I'm writing a sci-fi novel about a future war between Canada and the United States which mostly takes place between their fighter planes. For plot reasons all planes are required to have a human pilot (as per international treaty), but it seems preposterous that you'd have anything other than remote-controlled or AI controlled airborne machines in the future.
Having to carry a human creates a huge number of constraints. You can't maneuver as quickly due to G-forces, you can't make the fighters small, you can't have them hide-in-wait on the ground for days or weeks at a time. Human reaction time isn't as good, and humans can't coordinate with as many other pilots as a computer can. Pilots are also expensive to maintain.
Anyway, just some thoughts. I'm not an expert on the topic, which is why the novel is going to be a romance which just happens to be set in the future.
If computer-controlled aircraft have the advantages of high maneuverability, small size, fast reactions, and disposability, what do you get if you turn the knobs on all of those up to 11, and then fit the simplest possible kill mechanism? A very effective AI controlled airborne machine that already exists - called a missile!
The only question is how you get the missiles to the battle (because being small makes it hard to make them long-ranged), and how you get slow-but-powerful human brains and large-aperture sensors near enough to them to make effective use of them.
So far, we've got two ways of doing this. Firstly, by slinging missiles beneath manned fighter aircraft which carry the brains, and sending those out along with airborne early warning aircraft which carry the sensors (and more brains).
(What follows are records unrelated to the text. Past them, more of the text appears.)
//! Engine connection seam.
//!
//! The socket connection to the engine plugin lives outside this crate.
//! Actor tools only need `send_command`, so that is the whole trait; callers
//! inject whatever implementation they own.

use crate::error::ConnectionError;
use crate::protocol::CommandEnvelope;
use parking_lot::Mutex;
use serde_json::{Map, Value};
use std::collections::VecDeque;
use std::sync::Arc;

/// A live (or simulated) link to a running engine instance.
///
/// `Ok(None)` means the engine answered with nothing; the tools treat that the
/// same as an empty reply.
pub trait EngineConnection: Send + Sync {
    fn send_command(
        &self,
        command: &str,
        params: &Map<String, Value>,
    ) -> Result<Option<Value>, ConnectionError>;
}

impl<C: EngineConnection + ?Sized> EngineConnection for &C {
    fn send_command(
        &self,
        command: &str,
        params: &Map<String, Value>,
    ) -> Result<Option<Value>, ConnectionError> {
        (**self).send_command(command, params)
    }
}

impl<C: EngineConnection + ?Sized> EngineConnection for Arc<C> {
    fn send_command(
        &self,
        command: &str,
        params: &Map<String, Value>,
    ) -> Result<Option<Value>, ConnectionError> {
        (**self).send_command(command, params)
    }
}

impl<C: EngineConnection + ?Sized> EngineConnection for Box<C> {
    fn send_command(
        &self,
        command: &str,
        params: &Map<String, Value>,
    ) -> Result<Option<Value>, ConnectionError> {
        (**self).send_command(command, params)
    }
}

// ---------------------------------------------------------------------------
// Recording connection
// ---------------------------------------------------------------------------

/// In-process connection that records every command and answers from a
/// queue of scripted replies.
///
/// Used for dry runs and tests. Once the queue is drained every further
/// command gets no reply.
#[derive(Default)]
pub struct RecordingConnection {
    sent: Mutex<Vec<CommandEnvelope>>,
    replies: Mutex<VecDeque<Result<Option<Value>, ConnectionError>>>,
    offline: bool,
}

impl RecordingConnection {
    pub fn new() -> Self {
        Self::default()
    }

    /// A connection that fails every command with [`ConnectionError::Unavailable`].
    pub fn offline() -> Self {
        Self {
            offline: true,
            ..Self::default()
        }
    }

    /// Queue a reply for the next unanswered command.
    pub fn with_reply(self, reply: Value) -> Self {
        self.push_reply(Ok(Some(reply)));
        self
    }

    pub fn push_reply(&self, reply: Result<Option<Value>, ConnectionError>) {
        self.replies.lock().push_back(reply);
    }

    /// Every command sent so far, oldest first.
    pub fn sent(&self) -> Vec<CommandEnvelope> {
        self.sent.lock().clone()
    }

    pub fn last_sent(&self) -> Option<CommandEnvelope> {
        self.sent.lock().last().cloned()
    }

    pub fn sent_count(&self) -> usize {
        self.sent.lock().len()
    }
}

impl EngineConnection for RecordingConnection {
    fn send_command(
        &self,
        command: &str,
        params: &Map<String, Value>,
    ) -> Result<Option<Value>, ConnectionError> {
        if self.offline {
            return Err(ConnectionError::Unavailable(
                "failed to connect to Unreal Engine".into(),
            ));
        }
        self.sent
            .lock()
            .push(CommandEnvelope::new(command, params.clone()));
        self.replies.lock().pop_front().unwrap_or(Ok(None))
    }
}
Secondly, by fitting them to warships big enough to carry plenty of brains and radars themselves. The aircraft have the advantage of speed (and altitude, if that matters), whereas the ships have the advantage of range (and a few other things).
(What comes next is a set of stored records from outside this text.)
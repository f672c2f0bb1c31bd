//! Reply normalisation.
//!
//! The engine plugin has answered the same command with several different
//! reply layouts over time. [`ReplyShape::detect`] classifies a raw reply
//! into exactly one known layout; [`normalize`] then extracts the payload
//! the caller asked for.
//!
//! ## Shape precedence
//!
//! | Order | Shape           | Matches                                    |
//! |-------|-----------------|--------------------------------------------|
//! | 1     | `Empty`         | absent, `null`, `{}`, `[]`, `""`           |
//! | 2     | `NestedContent` | `{"result": {"content": ...}}`             |
//! | 3     | `Content`       | `{"content": ...}`                         |
//! | 4     | `Mapping`       | any other object                           |
//! | 5     | `Unrecognized`  | any other value                            |

use crate::error::{Result, ToolError};
use log::{debug, info, warn};
use serde_json::{Map, Value};

// ---------------------------------------------------------------------------
// Shape detection
// ---------------------------------------------------------------------------

#[derive(Debug, Clone, Copy, PartialEq)]
pub enum ReplyShape<'a> {
    Empty,
    /// The `content` value inside a `result` wrapper.
    NestedContent(&'a Value),
    /// A top-level `content` value.
    Content(&'a Value),
    /// Any other object, e.g. `{success, message}` or `{actors: [...]}`.
    Mapping(&'a Map<String, Value>),
    Unrecognized(&'a Value),
}

impl<'a> ReplyShape<'a> {
    pub fn detect(raw: Option<&'a Value>) -> Self {
        let Some(raw) = raw else {
            return Self::Empty;
        };
        if is_empty(raw) {
            return Self::Empty;
        }
        let Value::Object(map) = raw else {
            return Self::Unrecognized(raw);
        };
        if let Some(content) = map
            .get("result")
            .and_then(Value::as_object)
            .and_then(|result| result.get("content"))
        {
            return Self::NestedContent(content);
        }
        if let Some(content) = map.get("content") {
            return Self::Content(content);
        }
        Self::Mapping(map)
    }

    /// Short label used in log lines.
    pub fn label(&self) -> &'static str {
        match self {
            Self::Empty => "empty",
            Self::NestedContent(_) => "result.content",
            Self::Content(_) => "content",
            Self::Mapping(_) => "mapping",
            Self::Unrecognized(_) => "unrecognized",
        }
    }
}

/// Falsy replies: `null`, `{}`, `[]` and `""` all mean "nothing came back".
fn is_empty(raw: &Value) -> bool {
    match raw {
        Value::Null => true,
        Value::Object(map) => map.is_empty(),
        Value::Array(items) => items.is_empty(),
        Value::String(s) => s.is_empty(),
        _ => false,
    }
}

// ---------------------------------------------------------------------------
// Normalisation
// ---------------------------------------------------------------------------

/// What the caller wants out of a reply.
#[derive(Debug, Clone, PartialEq)]
pub enum NormalizeMode {
    /// Item list under `result.content` or `content`.
    ListContent,
    /// Item list under the named top-level field.
    ListField(String),
    /// The whole reply, or `default` when nothing came back.
    PassthroughOrDefault(Value),
}

impl NormalizeMode {
    pub fn list_field(field: impl Into<String>) -> Self {
        Self::ListField(field.into())
    }

    /// Result returned when normalisation fails.
    pub fn fallback(&self) -> Normalized {
        match self {
            Self::ListContent | Self::ListField(_) => Normalized::Items(Vec::new()),
            Self::PassthroughOrDefault(default) => Normalized::Reply(default.clone()),
        }
    }
}

#[derive(Debug, Clone, PartialEq)]
pub enum Normalized {
    Items(Vec<Value>),
    Reply(Value),
}

impl Normalized {
    pub fn into_items(self) -> Vec<Value> {
        match self {
            Self::Items(items) => items,
            Self::Reply(Value::Array(items)) => items,
            Self::Reply(_) => Vec::new(),
        }
    }

    pub fn into_value(self) -> Value {
        match self {
            Self::Items(items) => Value::Array(items),
            Self::Reply(value) => value,
        }
    }
}

/// Extract the payload selected by `mode` from a raw reply.
///
/// Unrecognised layouts are treated as "no items" and only logged. An `Err`
/// means the reply matched a known layout but carried the wrong type.
pub fn normalize(raw: Option<&Value>, mode: &NormalizeMode) -> Result<Normalized> {
    let shape = ReplyShape::detect(raw);
    debug!("Reply shape '{}' for mode {:?}", shape.label(), mode);

    match mode {
        NormalizeMode::ListContent => match shape {
            ReplyShape::Empty => {
                warn!("No response from Unreal Engine");
                Ok(Normalized::Items(Vec::new()))
            }
            ReplyShape::NestedContent(content) | ReplyShape::Content(content) => {
                let items = expect_list(content, "content")?;
                info!("Found {} items under '{}'", items.len(), shape.label());
                Ok(Normalized::Items(items))
            }
            ReplyShape::Mapping(_) | ReplyShape::Unrecognized(_) => {
                warn!("Unexpected response format: {}", display(raw));
                Ok(Normalized::Items(Vec::new()))
            }
        },

        NormalizeMode::ListField(field) => match (shape, raw) {
            (ReplyShape::Empty, _) => Ok(Normalized::Items(Vec::new())),
            (_, Some(Value::Object(map))) => match map.get(field.as_str()) {
                Some(value) => {
                    let items = expect_list(value, field)?;
                    info!("Found {} items under '{}'", items.len(), field);
                    Ok(Normalized::Items(items))
                }
                None => {
                    info!("Reply has no '{}' field", field);
                    Ok(Normalized::Items(Vec::new()))
                }
            },
            _ => {
                warn!("Unexpected response format: {}", display(raw));
                Ok(Normalized::Items(Vec::new()))
            }
        },

        NormalizeMode::PassthroughOrDefault(default) => match (shape, raw) {
            (ReplyShape::Empty, _) | (_, None) => {
                info!("Empty reply, using default {}", default);
                Ok(Normalized::Reply(default.clone()))
            }
            (_, Some(value)) => {
                info!("Passing through '{}' reply", shape.label());
                Ok(Normalized::Reply(value.clone()))
            }
        },
    }
}

fn expect_list(value: &Value, field: &str) -> Result<Vec<Value>> {
    match value {
        Value::Array(items) => Ok(items.clone()),
        Value::Null => Ok(Vec::new()),
        other => Err(ToolError::MalformedReply {
            expected: "a list",
            found: format!("{} at '{}'", json_kind(other), field),
        }),
    }
}

fn json_kind(value: &Value) -> &'static str {
    match value {
        Value::Null => "null",
        Value::Bool(_) => "a boolean",
        Value::Number(_) => "a number",
        Value::String(_) => "a string",
        Value::Array(_) => "a list",
        Value::Object(_) => "an object",
    }
}

fn display(raw: Option<&Value>) -> String {
    raw.map(Value::to_string).unwrap_or_else(|| "<none>".into())
}

// ---------------------------------------------------------------------------
// Remote-reported failures
// ---------------------------------------------------------------------------

/// Failure message carried by the reply itself, if any.
///
/// Recognises `{"success": false, ...}` and `{"status": "error", ...}`. The
/// reply is still relayed unchanged; this only feeds logging.
pub fn remote_failure(raw: &Value) -> Option<String> {
    let map = raw.as_object()?;
    let failed = map.get("success").and_then(Value::as_bool) == Some(false)
        || map.get("status").and_then(Value::as_str) == Some("error");
    if !failed {
        return None;
    }
    let message = ["message", "error"]
        .iter()
        .find_map(|key| map.get(*key).and_then(Value::as_str))
        .unwrap_or("unspecified engine error");
    Some(message.to_string())
}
This battleplane idea can be seen as either converging the fighters and AEW aircraft, or as transferring some of the attributes of the warships to the fighters.
Alternatively, the idea could be seen as converging reality with a 1987 techno-thriller:
Neat! What if the treaty didn't stipulate that the "pilot" must pilot the craft - the purpose of the human was to ensure that the "human cost" of war remained at a reasonable level as to thwart senseless violence. Seems like an interesting exploration - who would the "pilots" be, and what (if anything) would they be expected to do while in the craft?
Hi! Yes, I should have clarified, that's exactly what the treaty was about. In the novel the "pilots" aren't given any command of the plane at all, it is computer controlled with the objectives transmitted from central command.
The pilot can play games or watch TV on the fighter's computer but can't send communications since the radio transmissions might help pinpoint its location. So it's a very boring job most of the time with occasional roller-coaster moments of terror.
My story tells what happens to one pilot whose plane is damaged during a sortie over Canada and the computer runs out of commands, causing her to suddenly have to control the aircraft.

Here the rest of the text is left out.